Principal Component Analysis.
Syntax
parameters = pcafit(X)
parameters = pcafit(X,options)
Inputs
- X
- Training data.
- Type: double
- Dimension: vector | matrix
- options
- Type: struct
-
- n_components
- Number of components to keep. If n_components is not set, all components are kept: min(n_samples, n_features).
- If n_components is between 0 and 1 (exclusive) and svd_solver = 'full', number of components is selected such that the amount of variance that needs to be explained is greater than the percentage specified by n_components.
- If svd_solver = 'arpack', the number of components must be strictly less than the min(n_samples, n_features). So n_components will be min(n_samples, n_features) – 1.
- Type: integer
- Dimension: scalar
- svd_solver
- 'auto' (default): solver is selected by a default policy based on dimension of X and n_components. If the input data is larger than 500x500 and the number of components to extract is lower than 80% of the smallest dimension of the data, then the more efficient 'randomized' method is enabled.

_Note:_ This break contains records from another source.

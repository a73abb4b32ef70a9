// The receiver state machine: `Listen -> SynReceived -> Established ->
// (FinSent | FinReceived) -> Closed`.

use std::collections::BTreeMap;
use std::net::SocketAddr;
use std::path::PathBuf;
use std::time::Duration;

use tracing::{debug, info, trace, warn};

use crate::error::Error;
use crate::factory::SegmentFactory;
use crate::transport::{Datagram, RecvOutcome};

// Soft cap, in bytes, on how much unpersisted output the receiver will
// buffer before treating the situation the way real disk exhaustion
// would be treated (supplemented from `original_source/bTCP/server.py`'s
// `shutil.disk_usage` guard, see DESIGN.md).
pub const DEFAULT_OUTPUT_CAP: usize = 256 * 1024 * 1024;

enum ReceiverState {
    Listen,
    SynReceived,
    Established {
        reorder_buffer: BTreeMap<u16, Vec<u8>>,
        output: Vec<u8>,
    },
    // Receiver-initiated teardown: the live storage device could not
    // accommodate the buffered bytes. No file is written, the
    // destination is written exactly once, on a clean FIN, never
    // partially.
    FinSent {
        retries: u32,
    },
    // Peer's FIN was accepted in sequence; `output` was already
    // persisted to the destination file before entering this state.
    FinReceived {
        retries: u32,
    },
    Closed,
}

pub struct Receiver<T: Datagram> {
    transport: T,
    timeout: Duration,
    retry_bound: u32,
    window_size: u8,
    output_path: PathBuf,
    output_cap: usize,
    allow_client_filename: bool,

    client_address: Option<SocketAddr>,
    stream_id: u32,
    syn_number: u16,
    expected_syn: u16,
    factory: SegmentFactory,

    state: ReceiverState,
}

impl<T: Datagram> Receiver<T> {
    pub fn new(
        transport: T,
        output_path: PathBuf,
        window_size: u8,
        timeout: Duration,
        retry_bound: u32,
    ) -> Receiver<T> {
        Receiver {
            transport,
            timeout,
            retry_bound,
            window_size,
            output_path,
            output_cap: DEFAULT_OUTPUT_CAP,
            allow_client_filename: false,
            client_address: None,
            stream_id: 0,
            syn_number: 100,
            expected_syn: 0,
            factory: SegmentFactory::new(0, window_size),
            state: ReceiverState::Listen,
        }
    }

    pub fn with_output_cap(mut self, cap: usize) -> Receiver<T> {
        self.output_cap = cap;
        self
    }

    // Honors a candidate output filename carried in the opening SYN's
    // payload (`original_source/bTCP/server.py`'s `len(payload) < 30`
    // convention) instead of always writing to the configured path.
    pub fn with_client_filename_allowed(mut self, allowed: bool) -> Receiver<T> {
        self.allow_client_filename = allowed;
        self
    }

    pub fn is_closed(&self) -> bool {
        matches!(self.state, ReceiverState::Closed)
    }

    // Runs the event loop to completion, writing the assembled file
    // exactly once on a clean FIN.
    pub fn run(&mut self) -> Result<(), Error> {
        while !self.is_closed() {
            self.step()?;
        }
        Ok(())
    }

    fn send(&self, bytes_target: SocketAddr, segment: &crate::segment::Segment) {
        if let Err(e) = self.transport.send(segment, bytes_target) {
            warn!(error = %e, "failed to send segment");
        }
    }

    fn step(&mut self) -> Result<(), Error> {
        let state = std::mem::replace(&mut self.state, ReceiverState::Closed);
        self.state = match state {
            ReceiverState::Listen => self.on_listen(),
            ReceiverState::SynReceived => self.on_syn_received(),
            ReceiverState::Established {
                reorder_buffer,
                output,
            } => self.on_established(reorder_buffer, output)?,
            ReceiverState::FinSent { retries } => self.on_fin_sent(retries),
            ReceiverState::FinReceived { retries } => self.on_fin_received(retries),
            ReceiverState::Closed => ReceiverState::Closed,
        };
        Ok(())
    }

    fn on_listen(&mut self) -> ReceiverState {
        self.transport
            .set_blocking()
            .expect("socket must support blocking mode");
        self.syn_number = 100;

        match self.transport.recv() {
            RecvOutcome::Timeout => ReceiverState::Listen,
            RecvOutcome::ChecksumMismatch => {
                trace!("Listen: checksum mismatch");
                ReceiverState::Listen
            }
            RecvOutcome::Segment(seg, addr) => {
                if !seg.is_syn() || seg.header.ack_number != 0 {
                    trace!("Listen: wrong message received");
                    return ReceiverState::Listen;
                }

                self.client_address = Some(addr);
                self.stream_id = seg.header.stream_id;
                self.factory.stream_id = seg.header.stream_id;
                self.expected_syn = seg.header.syn_number.wrapping_add(1);

                if self.allow_client_filename && !seg.payload.is_empty() && seg.payload.len() < 30
                {
                    if let Ok(name) = std::str::from_utf8(&seg.payload) {
                        if let Some(file_name) = PathBuf::from(name).file_name() {
                            self.output_path = PathBuf::from(file_name);
                            debug!(path = %self.output_path.display(), "using client-suggested output filename");
                        }
                    }
                }

                debug!(stream_id = self.stream_id, %addr, "SYN received");
                ReceiverState::SynReceived
            }
        }
    }

    fn on_syn_received(&mut self) -> ReceiverState {
        let addr = self.client_address.expect("set on entry to SynReceived");
        let syn_ack = self.factory.syn_ack(self.syn_number, self.expected_syn);
        self.send(addr, &syn_ack);

        self.transport
            .set_timeout(self.timeout)
            .expect("socket must support a read timeout");

        match self.transport.recv() {
            RecvOutcome::Timeout => ReceiverState::SynReceived,
            RecvOutcome::ChecksumMismatch => ReceiverState::SynReceived,
            RecvOutcome::Segment(seg, _) => {
                if seg.header.stream_id == self.stream_id
                    && !wrapping_lt(seg.header.syn_number, self.expected_syn)
                {
                    self.syn_number = self.syn_number.wrapping_add(1);
                    info!("Connection established");
                    ReceiverState::Established {
                        reorder_buffer: BTreeMap::new(),
                        output: Vec::new(),
                    }
                } else {
                    ReceiverState::SynReceived
                }
            }
        }
    }

    fn on_established(
        &mut self,
        mut reorder_buffer: BTreeMap<u16, Vec<u8>>,
        mut output: Vec<u8>,
    ) -> Result<ReceiverState, Error> {
        let addr = self.client_address.expect("set before Established");

        Ok(match self.transport.recv() {
            RecvOutcome::Timeout | RecvOutcome::ChecksumMismatch => ReceiverState::Established {
                reorder_buffer,
                output,
            },
            RecvOutcome::Segment(seg, _) => {
                if seg.header.stream_id != self.stream_id {
                    return Ok(ReceiverState::Established {
                        reorder_buffer,
                        output,
                    });
                }

                if seg.is_data() {
                    reorder(
                        &mut reorder_buffer,
                        &mut output,
                        &mut self.expected_syn,
                        self.window_size,
                        seg.header.syn_number,
                        seg.payload,
                    );

                    if output.len() + reorder_buffer_bytes(&reorder_buffer) > self.output_cap {
                        warn!("output buffer exceeds capacity, aborting without writing");
                        return Ok(ReceiverState::FinSent {
                            retries: self.retry_bound,
                        });
                    }

                    let ack = self.factory.ack(self.syn_number, self.expected_syn);
                    self.send(addr, &ack);
                    ReceiverState::Established {
                        reorder_buffer,
                        output,
                    }
                } else if seg.is_fin() && seg.header.syn_number == self.expected_syn {
                    self.expected_syn = self.expected_syn.wrapping_add(1);
                    std::fs::write(&self.output_path, &output).map_err(Error::Io)?;
                    info!(bytes = output.len(), path = %self.output_path.display(), "output file written");
                    ReceiverState::FinReceived {
                        retries: self.retry_bound,
                    }
                } else {
                    ReceiverState::Established {
                        reorder_buffer,
                        output,
                    }
                }
            }
        })
    }

    fn on_fin_sent(&mut self, retries: u32) -> ReceiverState {
        let addr = self.client_address.expect("set before FinSent");

        if retries == 0 {
            warn!("FinSent: retry limit reached");
            return ReceiverState::Closed;
        }
        let retries = retries - 1;

        let fin = self.factory.fin(self.syn_number, self.expected_syn);
        self.send(addr, &fin);

        match self.transport.recv() {
            RecvOutcome::Timeout | RecvOutcome::ChecksumMismatch => {
                ReceiverState::FinSent { retries }
            }
            RecvOutcome::Segment(seg, _) => {
                if seg.header.stream_id == self.stream_id && seg.is_fin() && seg.is_ack() {
                    self.syn_number = self.syn_number.wrapping_add(1);
                    self.expected_syn = self.expected_syn.wrapping_add(1);
                    let ack = self.factory.ack(self.syn_number, self.expected_syn);
                    self.send(addr, &ack);
                    ReceiverState::Closed
                } else {
                    ReceiverState::FinSent { retries }
                }
            }
        }
    }

    fn on_fin_received(&mut self, retries: u32) -> ReceiverState {
        let addr = self.client_address.expect("set before FinReceived");

        if retries == 0 {
            warn!("FinReceived: retry limit reached");
            return ReceiverState::Closed;
        }
        let retries = retries - 1;

        let fin_ack = self.factory.fin_ack(self.syn_number, self.expected_syn);
        self.send(addr, &fin_ack);

        match self.transport.recv() {
            RecvOutcome::Timeout | RecvOutcome::ChecksumMismatch => {
                ReceiverState::FinReceived { retries }
            }
            RecvOutcome::Segment(seg, _) => {
                if seg.header.stream_id == self.stream_id
                    && seg.is_ack()
                    && seg.header.syn_number == self.expected_syn
                {
                    ReceiverState::Closed
                } else {
                    ReceiverState::FinReceived { retries }
                }
            }
        }
    }
}

fn reorder_buffer_bytes(buffer: &BTreeMap<u16, Vec<u8>>) -> usize {
    buffer.values().map(Vec::len).sum()
}

// The reorder algorithm: append in-order payloads to
// `output`, buffer genuinely out-of-order-but-in-window payloads, and
// silently drop anything outside the window.
fn reorder(
    reorder_buffer: &mut BTreeMap<u16, Vec<u8>>,
    output: &mut Vec<u8>,
    expected_syn: &mut u16,
    window_size: u8,
    syn_number: u16,
    payload: Vec<u8>,
) {
    if syn_number == *expected_syn {
        output.extend_from_slice(&payload);
        *expected_syn = expected_syn.wrapping_add(1);
        while let Some(buffered) = reorder_buffer.remove(expected_syn) {
            output.extend_from_slice(&buffered);
            *expected_syn = expected_syn.wrapping_add(1);
        }
    } else if is_strictly_between(*expected_syn, syn_number, window_size) {
        reorder_buffer.entry(syn_number).or_insert(payload);
    }
    // else: outside the window, drop.
}

// `expected_syn < s < expected_syn + window_size`, tolerant of
// wraparound the way the sequence-number space is compared elsewhere.
fn is_strictly_between(expected_syn: u16, s: u16, window_size: u8) -> bool {
    let offset = s.wrapping_sub(expected_syn);
    offset != 0 && (offset as u32) < window_size as u32
}

fn wrapping_lt(lhs: u16, rhs: u16) -> bool {
    lhs.wrapping_sub(rhs) != 0 && rhs.wrapping_sub(lhs) < (u16::MAX / 2)
}

#[cfg(test)]
mod tests {
    use super::*;

    #[test]
    fn reorder_appends_in_order_payload() {
        let mut buffer = BTreeMap::new();
        let mut output = Vec::new();
        let mut expected = 0u16;
        reorder(&mut buffer, &mut output, &mut expected, 10, 0, b"ab".to_vec());
        assert_eq!(output, b"ab");
        assert_eq!(expected, 1);
    }

    #[test]
    fn reorder_buffers_future_segment_then_drains_it() {
        let mut buffer = BTreeMap::new();
        let mut output = Vec::new();
        let mut expected = 0u16;
        reorder(&mut buffer, &mut output, &mut expected, 10, 1, b"b".to_vec());
        assert!(output.is_empty());
        assert_eq!(buffer.len(), 1);

        reorder(&mut buffer, &mut output, &mut expected, 10, 0, b"a".to_vec());
        assert_eq!(output, b"ab");
        assert!(buffer.is_empty());
        assert_eq!(expected, 2);
    }

    #[test]
    fn reorder_drops_segments_outside_the_window() {
        let mut buffer = BTreeMap::new();
        let mut output = Vec::new();
        let mut expected = 0u16;
        reorder(&mut buffer, &mut output, &mut expected, 2, 10, b"late".to_vec());
        assert!(output.is_empty());
        assert!(buffer.is_empty());
    }

    #[test]
    fn duplicate_out_of_order_segment_is_idempotent() {
        let mut buffer = BTreeMap::new();
        let mut output = Vec::new();
        let mut expected = 0u16;
        reorder(&mut buffer, &mut output, &mut expected, 10, 1, b"first".to_vec());
        reorder(&mut buffer, &mut output, &mut expected, 10, 1, b"second".to_vec());
        assert_eq!(buffer.get(&1).unwrap(), b"first");
    }
}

Otherwise exact full SVD is computed and optionally truncated afterwards.
- 'full': runs exact full SVD calling the standard LAPACK solver and selects the components by postprocessing.
- 'arpack': runs SVD truncated to n_components calling ARPACK solver. It requires strictly that n_components is between 0 and min(n_samples, n_features).
- 'randomized': runs randomized SVD by the method of Halko et al.
- Type: char
- Dimension: string
- tol
- Tolerance for singular values computed by svd_solver = 'arpack' (default: 0).
- Type: double
- Dimension: scalar
- iterated_power
- Number of iterations for the power method computed by svd_solver = 'randomized'. Must be of range [0, infinity). If not set, it is computed automatically.
- Type: integer
- Dimension: scalar
- random_state
- Determines random number generation for svd_solver = 'arpack' or 'randomized'.
- Type: integer
- Dimension: scalar
Outputs
- parameters
- Contains all the values passed to pcafit method as options. Additionally it has below key-value pairs.
- Type: struct
-
- components
- Principal axes in feature space, representing the directions of maximum variance in the data. The components are sorted by explained_variance.
- Type: double
- Dimension: matrix
- explained_variance
- Amount of variance explained by each of the selected components. It is equal to n_components largest eigenvalues of the covariance matrix of X.
- Type: double
- Dimension: vector
- explained_variance_ratio
- Percentage of variance explained by each of the selected components. If n_components is not set, then all components are stored and the sum of the ratios is equal to 1.0.
- Type: double
- Dimension: vector
- singular_values
- The singular values corresponding to each of the selected components. The singular values are equal to the 2-norms of the n_components variable in the lower-dimensional space.
- Type: double
- Dimension: vector
- mean
- Per feature empirical mean, estimated from the training set.
- Type: double
- Dimension: vector
- n_components
- Estimated number of components when, n_components is set between 0 and 1 while fitting with svd_solver = 'full'.
- Type: integer
- Dimension: scalar
Example
Usage of pcafit with options
X = [-1, -1; -2, -1; -3, -2; 1, 1; 2, 1; 3, 2];
options = struct;
options.n_components = 2;
parameters = pcafit(X, options);
> parameters
parameters = struct [
components: [Matrix] 2 x 2
-0.83849 -0.54491
0.54491 -0.83849
explained_variance: [Matrix] 1 x 2
7.93954 0.06046
explained_variance_ratio: [Matrix] 1 x 2
0.99244 0.00756
]
Comments
Output 'parameters' should be passed as input to pcatransform function.